## Problem description
Output the full listing below, keeping each line exact.

## Records for the exercise

= Beginning of Section =

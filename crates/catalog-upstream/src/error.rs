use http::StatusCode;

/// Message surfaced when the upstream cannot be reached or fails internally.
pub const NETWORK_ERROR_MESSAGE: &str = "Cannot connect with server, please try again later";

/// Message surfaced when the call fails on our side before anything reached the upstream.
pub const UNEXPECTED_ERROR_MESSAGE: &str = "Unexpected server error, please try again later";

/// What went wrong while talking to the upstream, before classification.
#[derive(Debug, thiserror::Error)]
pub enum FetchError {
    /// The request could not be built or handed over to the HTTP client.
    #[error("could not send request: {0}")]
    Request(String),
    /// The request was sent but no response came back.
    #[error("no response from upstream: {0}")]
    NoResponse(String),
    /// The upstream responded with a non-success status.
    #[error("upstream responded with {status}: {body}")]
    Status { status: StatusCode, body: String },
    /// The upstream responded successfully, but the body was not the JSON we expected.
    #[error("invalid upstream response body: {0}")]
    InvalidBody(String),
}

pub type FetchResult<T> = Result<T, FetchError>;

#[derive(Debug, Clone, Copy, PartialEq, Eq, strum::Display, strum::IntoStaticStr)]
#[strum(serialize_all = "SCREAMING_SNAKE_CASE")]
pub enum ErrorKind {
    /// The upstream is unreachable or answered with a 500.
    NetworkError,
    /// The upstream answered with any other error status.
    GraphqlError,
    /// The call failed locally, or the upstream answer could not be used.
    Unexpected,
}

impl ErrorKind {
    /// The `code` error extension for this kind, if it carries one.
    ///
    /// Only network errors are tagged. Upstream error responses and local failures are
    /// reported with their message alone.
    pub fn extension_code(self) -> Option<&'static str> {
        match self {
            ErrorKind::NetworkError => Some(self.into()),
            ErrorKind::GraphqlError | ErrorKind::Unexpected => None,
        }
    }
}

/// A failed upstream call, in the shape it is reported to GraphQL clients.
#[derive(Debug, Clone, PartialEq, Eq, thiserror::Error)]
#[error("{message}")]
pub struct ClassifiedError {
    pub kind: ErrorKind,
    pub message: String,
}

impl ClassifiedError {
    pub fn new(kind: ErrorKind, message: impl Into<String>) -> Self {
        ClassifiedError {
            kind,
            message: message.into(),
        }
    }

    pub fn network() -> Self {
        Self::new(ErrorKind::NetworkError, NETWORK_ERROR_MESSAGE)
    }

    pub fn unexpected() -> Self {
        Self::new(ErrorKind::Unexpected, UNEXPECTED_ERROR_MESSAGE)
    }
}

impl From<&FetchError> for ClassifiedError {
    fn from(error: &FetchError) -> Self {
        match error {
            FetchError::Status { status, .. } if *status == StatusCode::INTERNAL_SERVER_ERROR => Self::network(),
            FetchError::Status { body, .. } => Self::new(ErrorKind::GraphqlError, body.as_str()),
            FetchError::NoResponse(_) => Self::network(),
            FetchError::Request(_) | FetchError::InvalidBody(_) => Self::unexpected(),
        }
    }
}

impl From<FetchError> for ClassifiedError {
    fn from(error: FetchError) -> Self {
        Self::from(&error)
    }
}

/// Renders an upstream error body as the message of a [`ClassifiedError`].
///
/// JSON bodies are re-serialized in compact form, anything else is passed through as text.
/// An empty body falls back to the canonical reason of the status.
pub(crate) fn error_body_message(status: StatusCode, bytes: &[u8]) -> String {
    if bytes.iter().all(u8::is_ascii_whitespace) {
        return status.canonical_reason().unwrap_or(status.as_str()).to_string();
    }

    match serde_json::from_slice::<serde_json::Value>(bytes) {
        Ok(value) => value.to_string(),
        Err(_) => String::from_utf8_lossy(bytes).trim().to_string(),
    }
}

= End of Section =

## Response to this task
filename crates/catalog-upstream/src/error.rs
use http::StatusCode;

/// Message surfaced when the upstream cannot be reached or fails internally.
pub const NETWORK_ERROR_MESSAGE: &str = "Cannot connect with server, please try again later";

/// Message surfaced when the call fails on our side before anything reached the upstream.
pub const UNEXPECTED_ERROR_MESSAGE: &str = "Unexpected server error, please try again later";

/// What went wrong while talking to the upstream, before classification.
#[derive(Debug, thiserror::Error)]
pub enum FetchError {
    /// The request could not be built or handed over to the HTTP client.
    #[error("could not send request: {0}")]
    Request(String),
    /// The request was sent but no response came back.
    #[error("no response from upstream: {0}")]
    NoResponse(String),
    /// The upstream responded with a non-success status.
    #[error("upstream responded with {status}: {body}")]
    Status { status: StatusCode, body: String },
    /// The upstream responded successfully, but the body was not the JSON we expected.
    #[error("invalid upstream response body: {0}")]
    InvalidBody(String),
}

pub type FetchResult<T> = Result<T, FetchError>;

#[derive(Debug, Clone, Copy, PartialEq, Eq, strum::Display, strum::IntoStaticStr)]
#[strum(serialize_all = "SCREAMING_SNAKE_CASE")]
pub enum ErrorKind {
    /// The upstream is unreachable or answered with a 500.
    NetworkError,
    /// The upstream answered with any other error status.
    GraphqlError,
    /// The call failed locally, or the upstream answer could not be used.
    Unexpected,
}

impl ErrorKind {
    /// The `code` error extension for this kind, if it carries one.
    ///
    /// Only network errors are tagged. Upstream error responses and local failures are
    /// reported with their message alone.
    pub fn extension_code(self) -> Option<&'static str> {
        match self {
            ErrorKind::NetworkError => Some(self.into()),
            ErrorKind::GraphqlError | ErrorKind::Unexpected => None,
        }
    }
}

/// A failed upstream call, in the shape it is reported to GraphQL clients.
#[derive(Debug, Clone, PartialEq, Eq, thiserror::Error)]
#[error("{message}")]
pub struct ClassifiedError {
    pub kind: ErrorKind,
    pub message: String,
}

impl ClassifiedError {
    pub fn new(kind: ErrorKind, message: impl Into<String>) -> Self {
        ClassifiedError {
            kind,
            message: message.into(),
        }
    }

    pub fn network() -> Self {
        Self::new(ErrorKind::NetworkError, NETWORK_ERROR_MESSAGE)
    }

    pub fn unexpected() -> Self {
        Self::new(ErrorKind::Unexpected, UNEXPECTED_ERROR_MESSAGE)
    }
}

impl From<&FetchError> for ClassifiedError {
    fn from(error: &FetchError) -> Self {
        match error {
            FetchError::Status { status, .. } if *status == StatusCode::INTERNAL_SERVER_ERROR => Self::network(),
            FetchError::Status { body, .. } => Self::new(ErrorKind::GraphqlError, body.as_str()),
            FetchError::NoResponse(_) => Self::network(),
            FetchError::Request(_) | FetchError::InvalidBody(_) => Self::unexpected(),
        }
    }
}

impl From<FetchError> for ClassifiedError {
    fn from(error: FetchError) -> Self {
        Self::from(&error)
    }
}

/// Renders an upstream error body as the message of a [`ClassifiedError`].
///
/// JSON bodies are re-serialized in compact form, anything else is passed through as text.
/// An empty body falls back to the canonical reason of the status.
pub(crate) fn error_body_message(status: StatusCode, bytes: &[u8]) -> String {
    if bytes.iter().all(u8::is_ascii_whitespace) {
        return status.canonical_reason().unwrap_or(status.as_str()).to_string();
    }

    match serde_json::from_slice::<serde_json::Value>(bytes) {
        Ok(value) => value.to_string(),
        Err(_) => String::from_utf8_lossy(bytes).trim().to_string(),
    }
}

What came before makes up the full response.